Saved data entries
——————————
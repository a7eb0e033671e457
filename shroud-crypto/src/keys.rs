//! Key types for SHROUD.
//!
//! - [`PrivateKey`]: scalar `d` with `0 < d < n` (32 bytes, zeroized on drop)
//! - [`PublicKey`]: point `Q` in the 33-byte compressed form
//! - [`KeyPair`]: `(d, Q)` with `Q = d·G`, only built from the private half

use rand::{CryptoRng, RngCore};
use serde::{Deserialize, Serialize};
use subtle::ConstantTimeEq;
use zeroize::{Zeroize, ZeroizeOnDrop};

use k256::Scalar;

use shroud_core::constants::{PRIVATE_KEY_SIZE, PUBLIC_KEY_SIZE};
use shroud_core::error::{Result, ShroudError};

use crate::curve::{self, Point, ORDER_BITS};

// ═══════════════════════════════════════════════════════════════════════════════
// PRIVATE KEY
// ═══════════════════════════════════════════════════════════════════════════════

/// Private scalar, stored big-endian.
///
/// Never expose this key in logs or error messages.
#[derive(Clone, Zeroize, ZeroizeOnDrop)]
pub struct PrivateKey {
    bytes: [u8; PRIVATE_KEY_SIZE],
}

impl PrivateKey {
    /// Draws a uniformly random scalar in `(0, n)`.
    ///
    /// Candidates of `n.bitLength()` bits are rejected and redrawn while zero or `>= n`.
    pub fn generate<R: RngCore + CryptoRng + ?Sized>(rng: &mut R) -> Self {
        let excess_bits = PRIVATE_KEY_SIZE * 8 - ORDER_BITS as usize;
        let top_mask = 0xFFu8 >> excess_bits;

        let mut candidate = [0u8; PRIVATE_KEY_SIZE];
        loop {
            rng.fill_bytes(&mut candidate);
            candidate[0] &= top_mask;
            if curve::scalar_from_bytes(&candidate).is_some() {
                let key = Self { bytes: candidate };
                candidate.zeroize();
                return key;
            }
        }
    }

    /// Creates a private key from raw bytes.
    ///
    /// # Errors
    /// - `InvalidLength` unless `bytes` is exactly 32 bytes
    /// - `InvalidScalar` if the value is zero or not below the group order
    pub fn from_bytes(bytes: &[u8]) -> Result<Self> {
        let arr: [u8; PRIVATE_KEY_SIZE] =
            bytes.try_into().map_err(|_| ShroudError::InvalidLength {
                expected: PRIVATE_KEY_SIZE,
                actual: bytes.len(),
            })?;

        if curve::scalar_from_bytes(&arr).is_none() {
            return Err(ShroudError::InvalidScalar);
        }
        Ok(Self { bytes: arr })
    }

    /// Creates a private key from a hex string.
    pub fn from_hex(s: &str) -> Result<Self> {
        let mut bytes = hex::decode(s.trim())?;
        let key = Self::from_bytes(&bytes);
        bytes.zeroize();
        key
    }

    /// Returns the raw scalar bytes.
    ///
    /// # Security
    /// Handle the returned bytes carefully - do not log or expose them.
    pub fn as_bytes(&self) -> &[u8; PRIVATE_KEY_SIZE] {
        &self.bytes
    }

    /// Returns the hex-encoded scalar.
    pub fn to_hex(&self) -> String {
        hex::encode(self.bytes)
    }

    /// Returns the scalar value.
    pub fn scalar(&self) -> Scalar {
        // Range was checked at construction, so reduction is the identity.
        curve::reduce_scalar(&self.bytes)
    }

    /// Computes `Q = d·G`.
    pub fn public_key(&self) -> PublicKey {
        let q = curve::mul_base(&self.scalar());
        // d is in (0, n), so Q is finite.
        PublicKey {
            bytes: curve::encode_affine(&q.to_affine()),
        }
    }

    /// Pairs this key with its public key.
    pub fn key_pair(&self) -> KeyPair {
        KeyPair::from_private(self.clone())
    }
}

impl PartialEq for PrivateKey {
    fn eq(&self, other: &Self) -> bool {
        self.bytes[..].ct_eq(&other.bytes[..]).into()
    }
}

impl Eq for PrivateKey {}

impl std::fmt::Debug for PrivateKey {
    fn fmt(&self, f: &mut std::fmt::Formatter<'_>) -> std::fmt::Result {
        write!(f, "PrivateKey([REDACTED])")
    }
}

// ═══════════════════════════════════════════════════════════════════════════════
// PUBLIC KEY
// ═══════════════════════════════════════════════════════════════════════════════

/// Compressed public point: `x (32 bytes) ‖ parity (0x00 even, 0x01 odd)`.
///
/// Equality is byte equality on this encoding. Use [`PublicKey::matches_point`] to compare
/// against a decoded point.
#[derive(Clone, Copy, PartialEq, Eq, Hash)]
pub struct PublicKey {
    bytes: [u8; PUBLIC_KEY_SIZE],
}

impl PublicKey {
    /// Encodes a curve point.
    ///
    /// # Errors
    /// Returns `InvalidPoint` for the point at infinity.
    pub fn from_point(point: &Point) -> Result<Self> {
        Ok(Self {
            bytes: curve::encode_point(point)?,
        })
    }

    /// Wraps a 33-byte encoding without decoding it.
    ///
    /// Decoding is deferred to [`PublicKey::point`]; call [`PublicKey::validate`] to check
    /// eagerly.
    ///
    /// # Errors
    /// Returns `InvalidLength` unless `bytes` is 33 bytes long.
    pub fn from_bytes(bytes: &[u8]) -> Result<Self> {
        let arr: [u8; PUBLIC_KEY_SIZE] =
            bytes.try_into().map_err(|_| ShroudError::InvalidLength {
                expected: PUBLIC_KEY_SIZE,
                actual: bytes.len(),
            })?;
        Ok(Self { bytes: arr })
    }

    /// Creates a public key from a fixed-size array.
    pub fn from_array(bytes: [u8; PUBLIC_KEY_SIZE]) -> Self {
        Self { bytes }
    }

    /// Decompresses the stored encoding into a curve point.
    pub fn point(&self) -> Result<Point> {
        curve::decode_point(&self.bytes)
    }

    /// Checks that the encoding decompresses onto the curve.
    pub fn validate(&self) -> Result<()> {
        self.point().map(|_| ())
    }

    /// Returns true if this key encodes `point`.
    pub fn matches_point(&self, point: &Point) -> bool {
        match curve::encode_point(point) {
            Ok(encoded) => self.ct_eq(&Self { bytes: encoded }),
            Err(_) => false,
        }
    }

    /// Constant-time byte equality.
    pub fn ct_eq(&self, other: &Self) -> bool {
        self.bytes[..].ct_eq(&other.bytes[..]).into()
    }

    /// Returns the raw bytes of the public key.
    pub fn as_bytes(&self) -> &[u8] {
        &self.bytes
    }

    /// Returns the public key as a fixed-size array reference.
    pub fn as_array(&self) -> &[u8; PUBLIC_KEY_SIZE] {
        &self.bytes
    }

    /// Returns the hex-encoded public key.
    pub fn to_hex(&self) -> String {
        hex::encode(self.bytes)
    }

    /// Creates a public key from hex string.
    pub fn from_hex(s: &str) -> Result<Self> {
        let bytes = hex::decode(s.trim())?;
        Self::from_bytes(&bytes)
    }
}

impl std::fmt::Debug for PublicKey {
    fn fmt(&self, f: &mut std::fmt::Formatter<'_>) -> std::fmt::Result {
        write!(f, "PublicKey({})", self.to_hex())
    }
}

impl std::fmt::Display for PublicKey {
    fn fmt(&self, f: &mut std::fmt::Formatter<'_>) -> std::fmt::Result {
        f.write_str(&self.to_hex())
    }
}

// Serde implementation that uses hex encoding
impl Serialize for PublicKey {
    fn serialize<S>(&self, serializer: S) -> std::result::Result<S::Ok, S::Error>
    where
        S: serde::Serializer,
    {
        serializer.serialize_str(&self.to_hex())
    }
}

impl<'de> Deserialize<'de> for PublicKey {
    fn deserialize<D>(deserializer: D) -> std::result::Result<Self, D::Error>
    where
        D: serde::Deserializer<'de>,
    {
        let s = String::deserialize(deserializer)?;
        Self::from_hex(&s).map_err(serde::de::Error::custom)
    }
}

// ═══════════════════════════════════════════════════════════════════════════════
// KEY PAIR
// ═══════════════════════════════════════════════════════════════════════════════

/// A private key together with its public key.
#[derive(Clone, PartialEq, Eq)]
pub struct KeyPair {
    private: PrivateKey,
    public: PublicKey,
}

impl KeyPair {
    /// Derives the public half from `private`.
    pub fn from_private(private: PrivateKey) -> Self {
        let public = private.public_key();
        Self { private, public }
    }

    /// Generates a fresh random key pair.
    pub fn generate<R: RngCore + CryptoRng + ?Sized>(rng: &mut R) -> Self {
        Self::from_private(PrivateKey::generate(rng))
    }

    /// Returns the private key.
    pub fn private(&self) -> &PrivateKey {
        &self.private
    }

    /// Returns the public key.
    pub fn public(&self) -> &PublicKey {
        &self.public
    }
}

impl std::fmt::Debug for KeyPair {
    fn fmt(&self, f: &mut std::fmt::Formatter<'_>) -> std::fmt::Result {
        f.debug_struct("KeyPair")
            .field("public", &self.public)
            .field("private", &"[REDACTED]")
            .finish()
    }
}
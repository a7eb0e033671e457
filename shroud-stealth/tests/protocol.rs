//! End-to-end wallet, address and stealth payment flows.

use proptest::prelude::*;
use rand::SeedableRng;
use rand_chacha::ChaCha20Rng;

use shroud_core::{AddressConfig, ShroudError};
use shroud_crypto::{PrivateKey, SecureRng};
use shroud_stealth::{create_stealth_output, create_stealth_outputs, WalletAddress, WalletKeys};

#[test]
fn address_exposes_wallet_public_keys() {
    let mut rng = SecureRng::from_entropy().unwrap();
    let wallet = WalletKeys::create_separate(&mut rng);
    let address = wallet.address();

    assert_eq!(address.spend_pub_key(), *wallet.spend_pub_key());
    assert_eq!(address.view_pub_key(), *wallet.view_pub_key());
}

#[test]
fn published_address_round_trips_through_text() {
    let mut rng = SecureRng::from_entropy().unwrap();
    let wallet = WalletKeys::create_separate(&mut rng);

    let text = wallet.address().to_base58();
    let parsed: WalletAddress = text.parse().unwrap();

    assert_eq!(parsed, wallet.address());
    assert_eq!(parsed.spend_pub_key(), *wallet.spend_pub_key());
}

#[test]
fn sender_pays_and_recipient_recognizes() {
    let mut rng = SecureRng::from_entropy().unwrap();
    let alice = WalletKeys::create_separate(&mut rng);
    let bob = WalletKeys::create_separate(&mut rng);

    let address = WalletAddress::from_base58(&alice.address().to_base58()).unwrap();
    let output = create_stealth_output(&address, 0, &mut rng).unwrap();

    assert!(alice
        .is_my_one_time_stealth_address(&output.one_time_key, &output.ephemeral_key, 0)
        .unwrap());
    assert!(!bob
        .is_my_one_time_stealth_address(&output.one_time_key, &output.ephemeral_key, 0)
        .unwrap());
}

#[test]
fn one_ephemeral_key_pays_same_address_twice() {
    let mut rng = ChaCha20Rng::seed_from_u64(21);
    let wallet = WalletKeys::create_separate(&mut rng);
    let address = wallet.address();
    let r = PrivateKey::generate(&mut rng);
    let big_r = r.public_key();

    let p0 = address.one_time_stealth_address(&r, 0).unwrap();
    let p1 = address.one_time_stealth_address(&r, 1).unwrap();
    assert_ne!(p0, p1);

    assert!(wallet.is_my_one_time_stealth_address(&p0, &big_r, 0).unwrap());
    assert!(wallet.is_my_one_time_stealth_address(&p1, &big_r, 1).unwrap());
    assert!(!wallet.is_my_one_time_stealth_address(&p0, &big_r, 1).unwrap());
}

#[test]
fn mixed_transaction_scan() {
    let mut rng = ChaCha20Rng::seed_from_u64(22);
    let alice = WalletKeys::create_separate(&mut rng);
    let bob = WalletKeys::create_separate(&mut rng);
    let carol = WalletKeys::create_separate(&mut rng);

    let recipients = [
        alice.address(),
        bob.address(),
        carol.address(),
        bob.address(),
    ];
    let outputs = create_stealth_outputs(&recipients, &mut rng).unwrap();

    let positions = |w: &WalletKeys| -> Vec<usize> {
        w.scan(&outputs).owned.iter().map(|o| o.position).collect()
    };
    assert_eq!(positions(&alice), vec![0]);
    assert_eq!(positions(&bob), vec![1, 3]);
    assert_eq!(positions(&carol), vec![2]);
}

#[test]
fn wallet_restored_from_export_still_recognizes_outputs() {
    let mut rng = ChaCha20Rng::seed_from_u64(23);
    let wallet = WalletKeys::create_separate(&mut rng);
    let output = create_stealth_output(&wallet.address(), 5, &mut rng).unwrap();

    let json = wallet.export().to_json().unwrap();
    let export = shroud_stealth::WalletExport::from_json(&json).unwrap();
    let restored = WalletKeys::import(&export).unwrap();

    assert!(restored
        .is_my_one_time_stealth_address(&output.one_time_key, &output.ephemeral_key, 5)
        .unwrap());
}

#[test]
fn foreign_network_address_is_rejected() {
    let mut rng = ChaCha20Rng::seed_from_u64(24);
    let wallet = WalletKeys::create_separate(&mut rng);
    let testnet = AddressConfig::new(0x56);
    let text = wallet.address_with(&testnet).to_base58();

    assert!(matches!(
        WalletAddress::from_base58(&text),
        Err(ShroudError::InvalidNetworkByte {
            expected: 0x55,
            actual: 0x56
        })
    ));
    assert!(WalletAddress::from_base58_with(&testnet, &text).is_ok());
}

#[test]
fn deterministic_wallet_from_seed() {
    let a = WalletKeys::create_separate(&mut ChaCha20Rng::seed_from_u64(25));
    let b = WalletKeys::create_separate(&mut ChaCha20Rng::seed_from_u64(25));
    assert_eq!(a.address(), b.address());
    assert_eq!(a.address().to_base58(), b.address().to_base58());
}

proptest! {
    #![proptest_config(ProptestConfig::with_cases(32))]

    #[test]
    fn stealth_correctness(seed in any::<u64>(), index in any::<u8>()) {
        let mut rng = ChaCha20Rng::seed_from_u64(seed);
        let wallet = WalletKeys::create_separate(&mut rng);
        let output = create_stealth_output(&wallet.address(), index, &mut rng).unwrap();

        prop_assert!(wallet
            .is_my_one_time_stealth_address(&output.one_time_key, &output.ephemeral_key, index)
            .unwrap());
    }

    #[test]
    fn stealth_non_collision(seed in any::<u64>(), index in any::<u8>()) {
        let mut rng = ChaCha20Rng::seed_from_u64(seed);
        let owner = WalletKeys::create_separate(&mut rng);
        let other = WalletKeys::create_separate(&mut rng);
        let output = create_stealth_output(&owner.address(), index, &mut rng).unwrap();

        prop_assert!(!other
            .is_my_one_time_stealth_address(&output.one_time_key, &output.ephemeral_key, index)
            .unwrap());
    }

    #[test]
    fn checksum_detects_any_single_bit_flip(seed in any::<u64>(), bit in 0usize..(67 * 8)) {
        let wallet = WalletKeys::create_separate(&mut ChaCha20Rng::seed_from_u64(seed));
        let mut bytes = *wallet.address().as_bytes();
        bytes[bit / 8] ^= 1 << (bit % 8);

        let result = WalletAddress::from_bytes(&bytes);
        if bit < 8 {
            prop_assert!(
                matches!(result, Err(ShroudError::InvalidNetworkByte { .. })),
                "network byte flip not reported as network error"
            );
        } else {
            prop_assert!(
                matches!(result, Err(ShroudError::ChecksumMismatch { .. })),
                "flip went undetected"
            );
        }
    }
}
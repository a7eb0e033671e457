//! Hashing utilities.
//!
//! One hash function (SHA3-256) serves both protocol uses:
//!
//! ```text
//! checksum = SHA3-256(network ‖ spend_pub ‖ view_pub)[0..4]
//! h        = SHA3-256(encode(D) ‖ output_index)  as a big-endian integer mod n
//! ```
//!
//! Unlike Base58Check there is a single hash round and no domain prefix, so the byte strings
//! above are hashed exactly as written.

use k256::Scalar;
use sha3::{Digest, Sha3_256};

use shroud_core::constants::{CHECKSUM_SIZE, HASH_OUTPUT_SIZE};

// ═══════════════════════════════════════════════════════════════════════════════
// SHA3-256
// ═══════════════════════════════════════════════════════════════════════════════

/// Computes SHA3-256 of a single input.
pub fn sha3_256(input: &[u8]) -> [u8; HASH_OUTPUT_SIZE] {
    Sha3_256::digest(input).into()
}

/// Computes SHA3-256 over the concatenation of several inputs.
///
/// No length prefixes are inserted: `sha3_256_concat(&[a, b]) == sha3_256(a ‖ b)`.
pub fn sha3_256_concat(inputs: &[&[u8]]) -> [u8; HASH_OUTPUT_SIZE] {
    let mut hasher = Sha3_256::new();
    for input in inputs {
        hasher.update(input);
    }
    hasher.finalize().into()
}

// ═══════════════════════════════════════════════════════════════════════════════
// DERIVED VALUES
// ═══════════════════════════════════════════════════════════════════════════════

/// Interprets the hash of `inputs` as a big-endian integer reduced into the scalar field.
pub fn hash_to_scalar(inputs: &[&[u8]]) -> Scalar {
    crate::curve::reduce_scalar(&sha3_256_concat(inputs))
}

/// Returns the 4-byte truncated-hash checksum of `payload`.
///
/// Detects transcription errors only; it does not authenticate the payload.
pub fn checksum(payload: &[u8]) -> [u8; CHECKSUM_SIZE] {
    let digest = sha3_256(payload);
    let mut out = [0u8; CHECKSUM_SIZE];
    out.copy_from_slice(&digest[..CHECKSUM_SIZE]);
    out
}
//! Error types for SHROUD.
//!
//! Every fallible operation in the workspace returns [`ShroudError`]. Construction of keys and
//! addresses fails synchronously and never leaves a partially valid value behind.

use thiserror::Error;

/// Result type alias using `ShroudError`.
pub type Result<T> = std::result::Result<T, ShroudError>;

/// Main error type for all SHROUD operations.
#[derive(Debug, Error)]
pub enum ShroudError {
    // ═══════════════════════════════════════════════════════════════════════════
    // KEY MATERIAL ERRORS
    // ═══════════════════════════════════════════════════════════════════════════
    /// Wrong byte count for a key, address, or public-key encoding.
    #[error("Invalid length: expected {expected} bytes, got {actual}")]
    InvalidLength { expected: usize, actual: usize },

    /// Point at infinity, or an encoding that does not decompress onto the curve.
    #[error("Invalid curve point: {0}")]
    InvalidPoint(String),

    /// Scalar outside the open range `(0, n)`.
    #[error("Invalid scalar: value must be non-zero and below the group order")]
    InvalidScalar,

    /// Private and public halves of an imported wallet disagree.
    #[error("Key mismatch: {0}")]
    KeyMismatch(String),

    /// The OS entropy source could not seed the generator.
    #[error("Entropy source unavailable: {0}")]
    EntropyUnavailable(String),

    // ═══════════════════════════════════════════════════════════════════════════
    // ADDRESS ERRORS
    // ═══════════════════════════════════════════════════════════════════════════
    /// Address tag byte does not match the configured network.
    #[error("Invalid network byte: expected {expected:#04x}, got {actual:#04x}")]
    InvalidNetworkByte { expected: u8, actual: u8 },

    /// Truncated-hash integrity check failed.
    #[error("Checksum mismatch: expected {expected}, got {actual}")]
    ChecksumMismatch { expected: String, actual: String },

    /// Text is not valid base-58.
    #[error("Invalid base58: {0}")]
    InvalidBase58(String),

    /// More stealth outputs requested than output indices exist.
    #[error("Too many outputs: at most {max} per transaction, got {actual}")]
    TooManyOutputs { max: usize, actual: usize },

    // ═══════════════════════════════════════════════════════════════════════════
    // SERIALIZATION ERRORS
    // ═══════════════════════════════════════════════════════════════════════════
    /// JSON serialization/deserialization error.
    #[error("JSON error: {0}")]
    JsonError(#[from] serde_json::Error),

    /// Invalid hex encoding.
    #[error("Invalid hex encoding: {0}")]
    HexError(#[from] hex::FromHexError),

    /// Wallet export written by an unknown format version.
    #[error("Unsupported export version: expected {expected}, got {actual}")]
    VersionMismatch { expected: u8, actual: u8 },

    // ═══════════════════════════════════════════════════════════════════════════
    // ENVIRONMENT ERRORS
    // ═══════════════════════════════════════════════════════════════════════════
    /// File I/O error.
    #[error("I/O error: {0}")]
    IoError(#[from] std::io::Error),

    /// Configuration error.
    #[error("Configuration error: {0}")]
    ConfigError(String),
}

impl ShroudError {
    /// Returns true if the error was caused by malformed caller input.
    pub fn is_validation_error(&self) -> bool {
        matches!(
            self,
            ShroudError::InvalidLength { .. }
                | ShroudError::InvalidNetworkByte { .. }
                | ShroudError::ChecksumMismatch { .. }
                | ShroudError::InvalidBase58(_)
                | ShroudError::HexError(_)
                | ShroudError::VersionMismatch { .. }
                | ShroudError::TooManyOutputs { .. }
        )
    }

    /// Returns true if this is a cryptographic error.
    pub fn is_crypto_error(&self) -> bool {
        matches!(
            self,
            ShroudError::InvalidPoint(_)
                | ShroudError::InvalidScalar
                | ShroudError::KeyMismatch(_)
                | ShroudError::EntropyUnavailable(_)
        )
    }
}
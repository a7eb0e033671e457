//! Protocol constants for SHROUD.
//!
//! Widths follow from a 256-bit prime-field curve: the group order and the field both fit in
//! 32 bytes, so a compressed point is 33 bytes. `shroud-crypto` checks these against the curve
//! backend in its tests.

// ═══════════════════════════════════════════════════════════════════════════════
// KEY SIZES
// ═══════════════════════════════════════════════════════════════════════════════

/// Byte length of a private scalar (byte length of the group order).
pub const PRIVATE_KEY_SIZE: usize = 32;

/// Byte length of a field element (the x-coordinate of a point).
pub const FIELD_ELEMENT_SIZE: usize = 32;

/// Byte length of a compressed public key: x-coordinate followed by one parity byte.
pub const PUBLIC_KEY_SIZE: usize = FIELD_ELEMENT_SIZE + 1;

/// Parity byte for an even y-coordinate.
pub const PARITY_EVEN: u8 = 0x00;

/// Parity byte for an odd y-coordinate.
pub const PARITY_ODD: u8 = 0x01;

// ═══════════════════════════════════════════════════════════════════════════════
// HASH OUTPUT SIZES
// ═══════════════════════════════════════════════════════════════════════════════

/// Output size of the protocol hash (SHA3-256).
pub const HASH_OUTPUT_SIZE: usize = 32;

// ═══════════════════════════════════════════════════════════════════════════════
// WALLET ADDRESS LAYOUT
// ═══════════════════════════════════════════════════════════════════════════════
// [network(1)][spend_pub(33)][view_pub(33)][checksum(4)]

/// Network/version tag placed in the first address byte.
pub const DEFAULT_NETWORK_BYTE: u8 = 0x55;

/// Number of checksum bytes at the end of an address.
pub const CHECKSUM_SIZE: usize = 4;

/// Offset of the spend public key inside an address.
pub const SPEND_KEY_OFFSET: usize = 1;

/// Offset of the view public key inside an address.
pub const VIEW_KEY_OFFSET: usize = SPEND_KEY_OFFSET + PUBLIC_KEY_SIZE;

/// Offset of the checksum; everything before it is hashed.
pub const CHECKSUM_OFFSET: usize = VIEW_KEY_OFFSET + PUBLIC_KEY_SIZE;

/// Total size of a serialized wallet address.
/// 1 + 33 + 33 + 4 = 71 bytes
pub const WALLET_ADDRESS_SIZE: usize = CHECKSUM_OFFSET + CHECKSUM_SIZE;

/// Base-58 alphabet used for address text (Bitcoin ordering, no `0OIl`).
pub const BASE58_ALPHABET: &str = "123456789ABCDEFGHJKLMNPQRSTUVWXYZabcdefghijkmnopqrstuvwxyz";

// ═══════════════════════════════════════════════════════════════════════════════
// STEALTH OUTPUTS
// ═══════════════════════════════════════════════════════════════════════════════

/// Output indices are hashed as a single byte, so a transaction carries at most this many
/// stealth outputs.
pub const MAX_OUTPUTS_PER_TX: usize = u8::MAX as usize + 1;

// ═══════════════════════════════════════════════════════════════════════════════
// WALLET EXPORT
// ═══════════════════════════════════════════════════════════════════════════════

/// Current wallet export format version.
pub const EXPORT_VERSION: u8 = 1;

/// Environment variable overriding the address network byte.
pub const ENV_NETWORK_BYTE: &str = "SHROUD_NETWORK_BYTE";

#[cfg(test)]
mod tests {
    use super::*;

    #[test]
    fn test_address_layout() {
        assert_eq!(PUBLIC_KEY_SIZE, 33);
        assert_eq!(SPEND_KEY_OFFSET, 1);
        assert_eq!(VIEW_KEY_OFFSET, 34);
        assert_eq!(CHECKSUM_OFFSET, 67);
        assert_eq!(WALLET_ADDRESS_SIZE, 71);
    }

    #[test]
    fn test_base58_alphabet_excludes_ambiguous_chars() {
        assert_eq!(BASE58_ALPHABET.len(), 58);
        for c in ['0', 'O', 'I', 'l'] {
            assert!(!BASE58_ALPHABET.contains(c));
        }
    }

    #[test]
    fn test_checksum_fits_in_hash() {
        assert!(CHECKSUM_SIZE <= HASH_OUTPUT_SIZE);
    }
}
——————————
§ **Aim of the task**
Across all the entries, how many lines hold the string "testnet"? Only the number is needed.

§ **Solution for this exercise**
3